I'm far more likely to respond to a nice, short email with a link to a website I might find interesting. Then I can make up my own mind and draw my own conclusions. I'm also a little more likely to respond if the email is from the CEO/VP Marketing of the company, rather than a PR agency, if I'm honest, but that's not mandatory. Hey, some of my best friends are PR people :-)
4. Know thy blogger
Unfortunately, there aren't any shortcuts to this. Certain bloggers are going to be more receptive to a PR approach than others. The only way of finding out about this is to read and analyse blogs. This includes the topics they cover, but also frequency and type of post they write.
It's pretty obvious to anyone who reads Russell Beattie that he's unlikely to respond to a PR approach - especially now :-) But even before his rant, I'd have said that he's unlikely to be receptive, just from the subjects he's written about in the past. And the Microsoft angle? Dear me, no. No, no and no again.

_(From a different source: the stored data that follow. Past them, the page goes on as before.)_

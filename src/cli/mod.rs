//! # CLI Module
//!
//! Command-line interface for the media organizer.
//!
//! ## Usage
//! ```bash
//! # Organize into the default Pictures-based destinations
//! media-organize run ~/Pictures/incoming
//!
//! # Explicit destinations and perceptual duplicate matching
//! media-organize run ~/Pictures/incoming --output ~/Pictures/organized --strategy perceptual
//!
//! # JSON report for scripting
//! media-organize run ~/Pictures/incoming --format json
//! ```

use clap::{Parser, Subcommand, ValueEnum};
use console::{style, Term};
use indicatif::{ProgressBar, ProgressStyle};
use media_organizer::core::geocode::{GeocodeCache, GeocodeStore};
use media_organizer::core::hasher::FingerprintStrategy;
use media_organizer::core::pipeline::{Organizer, RunOptions, RunReport, RunStatus};
use media_organizer::core::planner::NamingConvention;
use media_organizer::error::Result;
use media_organizer::events::{Event, EventChannel, FileEvent, RunControls, RunEvent};
use std::path::PathBuf;
use std::thread;

/// Media Organizer - Sort photos and videos by date and place
#[derive(Parser, Debug)]
#[command(name = "media-organize")]
#[command(author, version, about, long_about = None)]
pub struct Cli {
    #[command(subcommand)]
    command: Commands,
}

#[derive(Subcommand, Debug)]
enum Commands {
    /// Organize a directory of media files
    Run {
        /// Directory to organize
        input: PathBuf,

        /// Destination root for organized files
        /// (default: <Pictures>/organized)
        #[arg(short, long)]
        output: Option<PathBuf>,

        /// Destination for quarantined duplicates
        /// (default: <Pictures>/trash)
        #[arg(short, long)]
        trash: Option<PathBuf>,

        /// Duplicate detection strategy
        #[arg(short, long, default_value = "exact")]
        strategy: Strategy,

        /// Filename policy
        #[arg(short, long, default_value = "date-location")]
        naming: Naming,

        /// Report format
        #[arg(short, long, default_value = "pretty")]
        format: OutputFormat,

        /// Include hidden files
        #[arg(long)]
        include_hidden: bool,

        /// Print each file's outcome as it is processed
        #[arg(short, long)]
        verbose: bool,

        /// Geocode cache file path
        #[arg(long)]
        cache: Option<PathBuf>,
    },
}

#[derive(Debug, Clone, Copy, ValueEnum)]
enum Strategy {
    /// Byte-for-byte content hash (default)
    Exact,
    /// Perceptual image hash, robust to re-encoding
    Perceptual,
}

impl From<Strategy> for FingerprintStrategy {
    fn from(strategy: Strategy) -> Self {
        match strategy {
            Strategy::Exact => FingerprintStrategy::Exact,
            Strategy::Perceptual => FingerprintStrategy::Perceptual,
        }
    }
}

#[derive(Debug, Clone, Copy, ValueEnum)]
enum Naming {
    /// Timestamp plus location label (default)
    DateLocation,
    /// Timestamp only
    Date,
    /// Location label only
    Location,
}

impl From<Naming> for NamingConvention {
    fn from(naming: Naming) -> Self {
        match naming {
            Naming::DateLocation => NamingConvention::DateLocation,
            Naming::Date => NamingConvention::Date,
            Naming::Location => NamingConvention::Location,
        }
    }
}

#[derive(Debug, Clone, Copy, ValueEnum)]
enum OutputFormat {
    /// Human-readable output with colors
    Pretty,
    /// JSON output for scripting
    Json,
}

/// Run the CLI
pub fn run() -> Result<()> {
    media_organizer::init_tracing();

    let cli = Cli::parse();

    match cli.command {
        Commands::Run {
            input,
            output,
            trash,
            strategy,
            naming,
            format,
            include_hidden,
            verbose,
            cache,
        } => run_organize(
            input,
            output,
            trash,
            strategy.into(),
            naming.into(),
            format,
            include_hidden,
            verbose,
            cache,
        ),
    }
}

/// Base directory for default destinations: the user's Pictures
/// folder, falling back to the current directory
fn pictures_root() -> PathBuf {
    dirs::picture_dir().unwrap_or_else(|| PathBuf::from("."))
}

#[allow(clippy::too_many_arguments)]
fn run_organize(
    input: PathBuf,
    output: Option<PathBuf>,
    trash: Option<PathBuf>,
    strategy: FingerprintStrategy,
    naming: NamingConvention,
    format: OutputFormat,
    include_hidden: bool,
    verbose: bool,
    cache_path: Option<PathBuf>,
) -> Result<()> {
    let term = Term::stderr();

    // Print header
    if matches!(format, OutputFormat::Pretty) {
        term.write_line(&format!(
            "{} {}",
            style("Media Organizer").bold().cyan(),
            style(env!("CARGO_PKG_VERSION")).dim()
        ))
        .ok();
        term.write_line("").ok();
    }

    // The geocode cache survives across runs
    let cache_path = cache_path.unwrap_or_else(|| {
        dirs::cache_dir()
            .unwrap_or_else(|| PathBuf::from("."))
            .join("media-organizer")
            .join("geocache.json")
    });
    let store = GeocodeStore::open(&cache_path)?;

    let output = output.unwrap_or_else(|| pictures_root().join("organized"));
    let trash = trash.unwrap_or_else(|| pictures_root().join("trash"));

    let options = RunOptions {
        strategy,
        naming,
        included_extensions: None,
        include_hidden,
    };

    let organizer = Organizer::builder(&input, &output, &trash)
        .options(options)
        .geocode(GeocodeCache::offline(store))
        .build()?;

    // Set up event handling
    let (sender, receiver) = EventChannel::new();
    let controls = RunControls::new();

    // Progress bar for pretty output
    let progress = if matches!(format, OutputFormat::Pretty) {
        let pb = ProgressBar::new(0);
        pb.set_style(
            ProgressStyle::default_bar()
                .template("{spinner:.green} [{bar:40.cyan/blue}] {pos}/{len} {msg}")
                .unwrap()
                .progress_chars("█▓░"),
        );
        Some(pb)
    } else {
        None
    };

    let progress_clone = progress.clone();
    let term_clone = term.clone();

    // Handle events in a separate thread
    let event_thread = thread::spawn(move || {
        for event in receiver.iter() {
            match event {
                Event::Run(RunEvent::Started { total_files }) => {
                    if let Some(ref pb) = progress_clone {
                        pb.set_length(total_files as u64);
                    }
                }
                Event::Progress(p) => {
                    if let Some(ref pb) = progress_clone {
                        pb.set_position(p.processed as u64);
                    }
                }
                Event::Status { message } => {
                    if let Some(ref pb) = progress_clone {
                        pb.set_message(message);
                    }
                }
                Event::File(file_event) if verbose => {
                    let line = match file_event {
                        FileEvent::Organized {
                            source,
                            destination,
                        } => format!(
                            "{} {} -> {}",
                            style("organized").green(),
                            source.display(),
                            destination.display()
                        ),
                        FileEvent::Duplicate { source, .. } => {
                            format!("{} {}", style("duplicate").yellow(), source.display())
                        }
                        FileEvent::Skipped { path, reason } => {
                            format!(
                                "{} {} ({})",
                                style("skipped").dim(),
                                path.display(),
                                reason
                            )
                        }
                    };
                    if let Some(ref pb) = progress_clone {
                        pb.println(line);
                    } else {
                        term_clone.write_line(&line).ok();
                    }
                }
                Event::Run(
                    RunEvent::Completed { .. }
                    | RunEvent::Cancelled { .. }
                    | RunEvent::Failed { .. },
                ) => {
                    if let Some(ref pb) = progress_clone {
                        pb.finish_and_clear();
                    }
                }
                _ => {}
            }
        }
    });

    // Run the pipeline
    let report = organizer.run(&sender, &controls);

    // Drop sender to signal event thread to finish
    drop(sender);
    event_thread.join().ok();

    match format {
        OutputFormat::Pretty => print_pretty_report(&term, &report),
        OutputFormat::Json => print_json_report(&report),
    }

    Ok(())
}

fn print_pretty_report(term: &Term, report: &RunReport) {
    term.write_line("").ok();

    let status = match report.status {
        RunStatus::Completed => style("✓").green().bold().to_string(),
        RunStatus::Cancelled => style("◼").yellow().bold().to_string(),
        RunStatus::Failed => style("✗").red().bold().to_string(),
    };
    term.write_line(&format!("{} Run {}", status, report.status))
        .ok();
    term.write_line("").ok();

    let summary = &report.summary;
    term.write_line(&format!(
        "  {} files found in {:.1}s",
        style(summary.total_files).cyan(),
        summary.duration_ms as f64 / 1000.0
    ))
    .ok();
    term.write_line(&format!("  {} organized", style(summary.organized).cyan()))
        .ok();
    term.write_line(&format!(
        "  {} duplicates moved to trash",
        style(summary.duplicates).yellow()
    ))
    .ok();
    term.write_line(&format!("  {} skipped", style(summary.skipped).dim()))
        .ok();
    term.write_line("").ok();

    // Footer
    term.write_line(&format!(
        "{}",
        style("Remember: No files were deleted. Duplicates sit in the trash folder for review.")
            .dim()
    ))
    .ok();
}

fn print_json_report(report: &RunReport) {
    let output = serde_json::json!({
        "status": report.status,
        "total_files": report.summary.total_files,
        "organized": report.summary.organized,
        "duplicates": report.summary.duplicates,
        "skipped": report.summary.skipped,
        "duration_ms": report.summary.duration_ms,
        "log": report.log,
    });

    match serde_json::to_string_pretty(&output) {
        Ok(json) => println!("{json}"),
        Err(e) => eprintln!("failed to serialize report: {e}"),
    }
}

Some blogs also may be disproportionately influential within their specialist sphere. In other words, they may be read by relatively few people, but these readers are important, either because they're powerful within their companies or that industry, or they are other bigger bloggers. Don't forget that blogging is much concerned with linking to other blogs, so if the right blogger picks up on your story, other bloggers will discover it for themselves. Thus the original blogger will have done all your work for you.
5. Respect
A little respect goes a long way. Don't try to pretend you're a blogging PR expert - there's two reasons for this.
i) No one is, right now. We're all learning how to get along, so let's be honest about this.

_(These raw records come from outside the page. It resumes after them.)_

//! # Events Module
//!
//! Event-driven signaling between the pipeline worker and its caller.
//!
//! ## Design
//! The pipeline emits typed events through a channel (log lines,
//! progress percentages, status messages, per-file outcomes) and polls
//! a pair of cooperative flags for pause/cancel requests. Any UI
//! (CLI, GUI) subscribes to the receiver and owns the flags.
//!
//! ## Example
//! ```rust,ignore
//! let (sender, receiver) = EventChannel::new();
//! let controls = RunControls::new();
//!
//! // In a separate thread, listen for events
//! std::thread::spawn(move || {
//!     for event in receiver.iter() {
//!         match event {
//!             Event::Progress(p) => println!("{:.0}%", p.percent),
//!             Event::Status { message } => println!("{message}"),
//!             _ => {}
//!         }
//!     }
//! });
//!
//! // Run the pipeline with the sender and controls
//! organizer.run(&sender, &controls);
//! ```

mod channel;
mod controls;
mod types;

pub use channel::{null_sender, EventChannel, EventReceiver, EventSender};
pub use controls::RunControls;
pub use types::*;
//! Cooperative pause/cancel flags for a pipeline run.
//!
//! The pipeline worker polls these at the per-file loop boundary; the
//! caller flips them from its own thread. No preemptive interruption:
//! a file in progress always completes before a pause or cancel takes
//! effect.

use std::sync::atomic::{AtomicBool, Ordering};
use std::sync::Arc;

/// Shared pause/cancel signaling for one run.
///
/// Cheap to clone; all clones observe the same flags.
#[derive(Clone, Debug, Default)]
pub struct RunControls {
    pause: Arc<AtomicBool>,
    cancel: Arc<AtomicBool>,
}

impl RunControls {
    /// Create a fresh set of controls with both flags clear
    pub fn new() -> Self {
        Self::default()
    }

    /// Request that the run suspend after the file in progress
    pub fn request_pause(&self) {
        self.pause.store(true, Ordering::SeqCst);
    }

    /// Clear the pause flag so the run continues with the next file
    pub fn resume(&self) {
        self.pause.store(false, Ordering::SeqCst);
    }

    /// Request that the run stop before starting the next file
    pub fn request_cancel(&self) {
        self.cancel.store(true, Ordering::SeqCst);
    }

    /// Whether a pause is currently requested
    pub fn pause_requested(&self) -> bool {
        self.pause.load(Ordering::SeqCst)
    }

    /// Whether a cancel is currently requested
    pub fn cancel_requested(&self) -> bool {
        self.cancel.load(Ordering::SeqCst)
    }
}

#[cfg(test)]
mod tests {
    use super::*;

    #[test]
    fn fresh_controls_have_no_requests() {
        let controls = RunControls::new();
        assert!(!controls.pause_requested());
        assert!(!controls.cancel_requested());
    }

    #[test]
    fn pause_and_resume_round_trip() {
        let controls = RunControls::new();

        controls.request_pause();
        assert!(controls.pause_requested());

        controls.resume();
        assert!(!controls.pause_requested());
    }

    #[test]
    fn clones_observe_the_same_flags() {
        let controls = RunControls::new();
        let observer = controls.clone();

        controls.request_cancel();
        assert!(observer.cancel_requested());
    }
}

ii) If you haven't got a (successful) blog yourself, you won't understand. So anyone who claims to know about this area had better be able to point to their own blog, or approach the area with a fair slug of humility.
That's my thoughts so far on PR and blogging. No where near as extreme as Russell Beattie. But no where near as patronising as Steve Rubel's response to him either, I hope - which could be the real reason for Russell's grumpy response.

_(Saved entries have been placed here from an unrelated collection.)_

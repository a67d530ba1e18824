//! Initialize a new site

use anyhow::Result;
use chrono::Utc;
use std::fs;
use std::path::Path;

use super::new::create_post;
use crate::{Site, CONFIG_FILE};

const DEFAULT_CONFIG: &str = r#"# Site
title: My Blog
description: ''
language: en-us

# Canonical URL, required by the RSS feed
url: https://example.com

# Directory
content_dir: src/content
public_dir: public

# Writing
collection: blog
editor: code

# Feed
feed:
  limit: 3
  stylesheet: /rss/styles.xsl
"#;

/// Stylesheet that makes the feed readable in a browser
const FEED_STYLESHEET: &str = r#"<?xml version="1.0" encoding="utf-8"?>
<xsl:stylesheet version="1.0" xmlns:xsl="http://www.w3.org/1999/XSL/Transform">
  <xsl:output method="html" version="1.0" encoding="UTF-8" indent="yes"/>
  <xsl:template match="/">
    <html lang="en">
      <head>
        <meta charset="utf-8"/>
        <meta name="viewport" content="width=device-width, initial-scale=1"/>
        <title><xsl:value-of select="/rss/channel/title"/> RSS feed</title>
      </head>
      <body>
        <header>
          <h1><xsl:value-of select="/rss/channel/title"/></h1>
          <p><xsl:value-of select="/rss/channel/description"/></p>
          <p>Copy this page's URL into your feed reader to subscribe.</p>
        </header>
        <main>
          <xsl:for-each select="/rss/channel/item">
            <article>
              <h2>
                <a>
                  <xsl:attribute name="href"><xsl:value-of select="link"/></xsl:attribute>
                  <xsl:value-of select="title"/>
                </a>
              </h2>
              <time><xsl:value-of select="pubDate"/></time>
              <p><xsl:value-of select="description"/></p>
            </article>
          </xsl:for-each>
        </main>
      </body>
    </html>
  </xsl:template>
</xsl:stylesheet>
"#;

/// Initialize a new site in the given directory
pub fn init_site(target_dir: &Path) -> Result<()> {
    fs::create_dir_all(target_dir)?;

    let config_path = target_dir.join(CONFIG_FILE);
    if config_path.exists() {
        anyhow::bail!("Site already initialized: {:?}", config_path);
    }
    fs::write(&config_path, DEFAULT_CONFIG)?;

    let site = Site::new(target_dir)?;
    fs::create_dir_all(site.content_dir.join(&site.config.collection))?;

    let stylesheet = site
        .public_dir
        .join(site.config.feed.stylesheet.trim_start_matches('/'));
    if let Some(parent) = stylesheet.parent() {
        fs::create_dir_all(parent)?;
    }
    fs::write(&stylesheet, FEED_STYLESHEET)?;

    let sample = create_post(&site, "Hello World", Utc::now())?;
    tracing::info!("Created sample post {:?}", sample);

    Ok(())
}

/// Run the init command for an existing site directory
pub fn run(site: &Site) -> Result<()> {
    init_site(&site.base_dir)
}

I tend to agree with the sentiment of Russ' posts, if not necessarily way he said it! Russell's hints above are a good start, with #4 being the most crucial. The good PR people that I've worked with have taken that to heart.
Thought I'd share this comment I made on Russ' blog:
The point that Russ made that's being lost in all of this is that far, far too often PR people make these "pitches" (which is a generous term) with absolutely no research on the people they send them to or their work. It's almost as if there's some expectation that because people write blogs, they'll post about anything.
These types of pitch emails are akin to LinkedIn or Plaxo spam -- "Hi, you don't know me, but..." The good PR people that I've worked with (which are sadly far, far outnumbered by the bad ones) have done their homework, read some of my previous work, and have some understanding of what I write about, and tailor their pitches accordingly. Sending reporters and bloggers stuff that clearly they're not interested in wastes their time and diminishes the PR person's, their firm's and their client's credibility.
The thing that gets me the most about this is Steve's "Tough noogies" response, which echoes what other (bad) PR people have said when I've raised this same issue with them. It reeks of the arrogance that pervades bad PR -- after all, here's somebody Steve unsuccessfully pitched offering (albeit in a roundabout way) advice on how better to approach him and other bloggers. But, I guess since Steve is the king of blogs when it comes to PR -- his approach is right, no matter how bloggers actually respond to it. Seems to fit the MO of bad PR: don't adapt to the medium or individual, force them to adapt to you.